Please return every line in the following data that includes the string "with".

Stored records:
────────────────────

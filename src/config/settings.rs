//! Configuration settings structures for median
//!
//! Every section deserializes with defaults so a partial TOML file (or none
//! at all) still yields a usable [`Settings`].

use std::path::PathBuf;

use serde::{Deserialize, Serialize};

use crate::config::error::ConfigError;
use crate::logger::{ConsoleConfig, FileConfig, LogFormat, LoggerConfig, RotationConfig};

// ============================================================================
// Default value functions
// ============================================================================

fn default_app_name() -> String {
    "median".to_string()
}

fn default_app_version() -> String {
    crate::pkg_version().to_string()
}

fn default_host() -> String {
    "0.0.0.0".to_string()
}

fn default_port() -> u16 {
    3000
}

fn default_request_timeout() -> u64 {
    30
}

fn default_max_connections() -> u32 {
    10
}

fn default_min_connections() -> u32 {
    1
}

fn default_connection_timeout() -> u64 {
    30
}

fn default_log_level() -> String {
    "info".to_string()
}

fn default_true() -> bool {
    true
}

fn default_log_path() -> String {
    "logs/median.log".to_string()
}

fn default_log_format() -> String {
    "json".to_string()
}

fn default_max_size() -> u64 {
    10 * 1024 * 1024
}

fn default_max_files() -> usize {
    5
}

// ============================================================================
// Application Configuration
// ============================================================================

#[derive(Debug, Clone, PartialEq, Eq, Serialize, Deserialize)]
pub struct ApplicationConfig {
    #[serde(default = "default_app_name")]
    pub name: String,

    #[serde(default = "default_app_version")]
    pub version: String,
}

impl Default for ApplicationConfig {
    fn default() -> Self {
        Self {
            name: default_app_name(),
            version: default_app_version(),
        }
    }
}

// ============================================================================
// Server Configuration
// ============================================================================

/// Axum HTTP server configuration
#[derive(Debug, Clone, PartialEq, Eq, Serialize, Deserialize)]
pub struct ServerConfig {
    #[serde(default = "default_host")]
    pub host: String,

    /// Listen port, also settable through `PORT`
    #[serde(default = "default_port")]
    pub port: u16,

    /// Request timeout in seconds
    #[serde(default = "default_request_timeout")]
    pub request_timeout: u64,
}

impl ServerConfig {
    /// Get the full server address as "host:port"
    pub fn address(&self) -> String {
        format!("{}:{}", self.host, self.port)
    }
}

impl Default for ServerConfig {
    fn default() -> Self {
        Self {
            host: default_host(),
            port: default_port(),
            request_timeout: default_request_timeout(),
        }
    }
}

// ============================================================================
// Database Configuration
// ============================================================================

/// PostgreSQL connection pool configuration
#[derive(Debug, Clone, PartialEq, Eq, Serialize, Deserialize)]
pub struct DatabaseConfig {
    /// Connection URL, also settable through `DATABASE_URL`
    #[serde(default)]
    pub url: String,

    #[serde(default = "default_max_connections")]
    pub max_connections: u32,

    #[serde(default = "default_min_connections")]
    pub min_connections: u32,

    /// Connection checkout timeout in seconds
    #[serde(default = "default_connection_timeout")]
    pub connection_timeout: u64,

    /// Run pending migrations before the server starts listening
    #[serde(default)]
    pub auto_migrate: bool,
}

impl Default for DatabaseConfig {
    fn default() -> Self {
        Self {
            url: String::new(),
            max_connections: default_max_connections(),
            min_connections: default_min_connections(),
            connection_timeout: default_connection_timeout(),
            auto_migrate: false,
        }
    }
}

// ============================================================================
// Logger Settings
// ============================================================================

#[derive(Debug, Clone, PartialEq, Eq, Serialize, Deserialize)]
pub struct ConsoleSettings {
    #[serde(default = "default_true")]
    pub enabled: bool,

    /// Colored output; only honoured when stdout is a terminal
    #[serde(default = "default_true")]
    pub colored: bool,
}

impl Default for ConsoleSettings {
    fn default() -> Self {
        Self {
            enabled: true,
            colored: true,
        }
    }
}

/// Size-based rotation for the log file
#[derive(Debug, Clone, PartialEq, Eq, Serialize, Deserialize)]
pub struct RotationSettings {
    /// Maximum file size in bytes before rotation
    #[serde(default = "default_max_size")]
    pub max_size: u64,

    /// Maximum number of rotated files to keep
    #[serde(default = "default_max_files")]
    pub max_files: usize,
}

impl Default for RotationSettings {
    fn default() -> Self {
        Self {
            max_size: default_max_size(),
            max_files: default_max_files(),
        }
    }
}

#[derive(Debug, Clone, PartialEq, Eq, Serialize, Deserialize)]
pub struct FileSettings {
    #[serde(default)]
    pub enabled: bool,

    #[serde(default = "default_log_path")]
    pub path: String,

    #[serde(default = "default_true")]
    pub append: bool,

    /// "full", "compact" or "json"
    #[serde(default = "default_log_format")]
    pub format: String,

    #[serde(default)]
    pub rotation: RotationSettings,
}

impl Default for FileSettings {
    fn default() -> Self {
        Self {
            enabled: false,
            path: default_log_path(),
            append: true,
            format: default_log_format(),
            rotation: RotationSettings::default(),
        }
    }
}

#[derive(Debug, Clone, PartialEq, Eq, Serialize, Deserialize)]
pub struct LoggerSettings {
    /// "trace", "debug", "info", "warn" or "error"
    #[serde(default = "default_log_level")]
    pub level: String,

    #[serde(default)]
    pub console: ConsoleSettings,

    #[serde(default)]
    pub file: FileSettings,
}

impl Default for LoggerSettings {
    fn default() -> Self {
        Self {
            level: default_log_level(),
            console: ConsoleSettings::default(),
            file: FileSettings::default(),
        }
    }
}

impl LoggerSettings {
    /// Converts the file representation into the runtime [`LoggerConfig`].
    pub fn into_logger_config(self) -> Result<LoggerConfig, ConfigError> {
        let console = ConsoleConfig::new(self.console.enabled, self.console.colored);
        let file = self.file.into_file_config()?;

        LoggerConfig::new(console, file, self.level)
            .map_err(|e| ConfigError::validation("logger", e.to_string()))
    }
}

impl FileSettings {
    pub fn into_file_config(self) -> Result<FileConfig, ConfigError> {
        let format = self
            .format
            .parse::<LogFormat>()
            .map_err(|e| ConfigError::validation("logger.file.format", e.to_string()))?;
        let rotation = RotationConfig::new(self.rotation.max_size, self.rotation.max_files)
            .map_err(|e| ConfigError::validation("logger.file.rotation", e.to_string()))?;

        FileConfig::new(
            self.enabled,
            PathBuf::from(self.path),
            self.append,
            format,
            rotation,
        )
        .map_err(|e| ConfigError::validation("logger.file", e.to_string()))
    }
}

// ============================================================================
// Main Settings Structure
// ============================================================================

/// Complete application settings, assembled once at startup
#[derive(Debug, Clone, PartialEq, Eq, Serialize, Deserialize, Default)]
pub struct Settings {
    #[serde(default)]
    pub application: ApplicationConfig,

    #[serde(default)]
    pub server: ServerConfig,

    #[serde(default)]
    pub database: DatabaseConfig,

    #[serde(default)]
    pub logger: LoggerSettings,
}

#[cfg(test)]
mod tests {
    use super::*;
    use proptest::prelude::*;

    fn arb_server_config() -> impl Strategy<Value = ServerConfig> {
        ("[a-z0-9.]{1,20}", 1u16..=65535, 1u64..3600).prop_map(|(host, port, request_timeout)| {
            ServerConfig {
                host,
                port,
                request_timeout,
            }
        })
    }

    fn arb_database_config() -> impl Strategy<Value = DatabaseConfig> {
        (
            "postgres://[a-z]{1,10}/[a-z]{1,10}",
            1u32..100,
            1u32..10,
            1u64..120,
            any::<bool>(),
        )
            .prop_map(
                |(url, max_connections, min_connections, connection_timeout, auto_migrate)| {
                    DatabaseConfig {
                        url,
                        max_connections,
                        min_connections,
                        connection_timeout,
                        auto_migrate,
                    }
                },
            )
    }

    fn arb_logger_settings() -> impl Strategy<Value = LoggerSettings> {
        (
            prop::sample::select(vec!["trace", "debug", "info", "warn", "error"]),
            any::<bool>(),
            prop::sample::select(vec!["full", "compact", "json"]),
            1u64..1_000_000,
            1usize..20,
        )
            .prop_map(|(level, colored, format, max_size, max_files)| LoggerSettings {
                level: level.to_string(),
                console: ConsoleSettings {
                    enabled: true,
                    colored,
                },
                file: FileSettings {
                    format: format.to_string(),
                    rotation: RotationSettings {
                        max_size,
                        max_files,
                    },
                    ..Default::default()
                },
            })
    }

    proptest! {
        #[test]
        fn prop_settings_round_trip_through_toml(
            server in arb_server_config(),
            database in arb_database_config(),
            logger in arb_logger_settings(),
        ) {
            let settings = Settings {
                application: ApplicationConfig::default(),
                server,
                database,
                logger,
            };
            let encoded = toml_string(&settings);
            let decoded: Settings = config::Config::builder()
                .add_source(config::File::from_str(&encoded, config::FileFormat::Toml))
                .build()
                .unwrap()
                .try_deserialize()
                .unwrap();
            prop_assert_eq!(decoded, settings);
        }
    }

    fn toml_string(settings: &Settings) -> String {
        let s = settings;
        format!(
            r#"
[application]
name = "{}"
version = "{}"

[server]
host = "{}"
port = {}
request_timeout = {}

[database]
url = "{}"
max_connections = {}
min_connections = {}
connection_timeout = {}
auto_migrate = {}

[logger]
level = "{}"

[logger.console]
enabled = {}
colored = {}

[logger.file]
enabled = {}
path = "{}"
append = {}
format = "{}"

[logger.file.rotation]
max_size = {}
max_files = {}
"#,
            s.application.name,
            s.application.version,
            s.server.host,
            s.server.port,
            s.server.request_timeout,
            s.database.url,
            s.database.max_connections,
            s.database.min_connections,
            s.database.connection_timeout,
            s.database.auto_migrate,
            s.logger.level,
            s.logger.console.enabled,
            s.logger.console.colored,
            s.logger.file.enabled,
            s.logger.file.path,
            s.logger.file.append,
            s.logger.file.format,
            s.logger.file.rotation.max_size,
            s.logger.file.rotation.max_files,
        )
    }

    #[test]
    fn test_server_config_defaults() {
        let config = ServerConfig::default();
        assert_eq!(config.host, "0.0.0.0");
        assert_eq!(config.port, 3000);
        assert_eq!(config.request_timeout, 30);
        assert_eq!(config.address(), "0.0.0.0:3000");
    }

    #[test]
    fn test_database_config_defaults() {
        let config = DatabaseConfig::default();
        assert!(config.url.is_empty());
        assert_eq!(config.max_connections, 10);
        assert_eq!(config.min_connections, 1);
        assert!(!config.auto_migrate);
    }

    #[test]
    fn test_settings_deserialize_partial() {
        let settings: Settings = config::Config::builder()
            .add_source(config::File::from_str(
                "[server]\nport = 8080\n",
                config::FileFormat::Toml,
            ))
            .build()
            .unwrap()
            .try_deserialize()
            .unwrap();

        assert_eq!(settings.server.port, 8080);
        assert_eq!(settings.server.host, "0.0.0.0");
        assert_eq!(settings.application.name, "median");
        assert_eq!(settings.logger.level, "info");
    }

    #[test]
    fn test_logger_settings_into_logger_config() {
        let settings = LoggerSettings {
            level: "debug".to_string(),
            file: FileSettings {
                enabled: true,
                format: "compact".to_string(),
                ..Default::default()
            },
            ..Default::default()
        };

        let config = settings.into_logger_config().unwrap();
        assert_eq!(config.level, "debug");
        assert!(config.file.enabled);
        assert_eq!(config.file.format, LogFormat::Compact);
        assert_eq!(config.file.path, PathBuf::from("logs/median.log"));
    }

    #[test]
    fn test_file_settings_invalid_format() {
        let settings = FileSettings {
            format: "xml".to_string(),
            ..Default::default()
        };
        let err = settings.into_file_config().unwrap_err();
        assert!(
            matches!(err, ConfigError::ValidationError { field, .. } if field == "logger.file.format")
        );
    }

    #[test]
    fn test_logger_settings_both_outputs_disabled() {
        let settings = LoggerSettings {
            console: ConsoleSettings {
                enabled: false,
                colored: false,
            },
            ..Default::default()
        };
        assert!(settings.into_logger_config().is_err());
    }
}
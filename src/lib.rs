//! Median library
//!
//! Users and articles REST API: axum handlers over diesel-async
//! repositories, with an OpenAPI document generated by utoipa.

use shadow_rs::shadow;
shadow!(build);

pub mod api;
pub mod cli;
pub mod config;
pub mod db;
pub mod error;
pub mod logger;
pub mod models;
pub mod repositories;
pub mod schema;
pub mod server;
pub mod services;
pub mod state;
pub mod utils;

pub use state::AppState;

pub fn pkg_version() -> &'static str {
    build::PKG_VERSION
}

────────────────────

◆ **RESPONSE**
//! Every section deserializes with defaults so a partial TOML file (or none
//! repositories, with an OpenAPI document generated by utoipa.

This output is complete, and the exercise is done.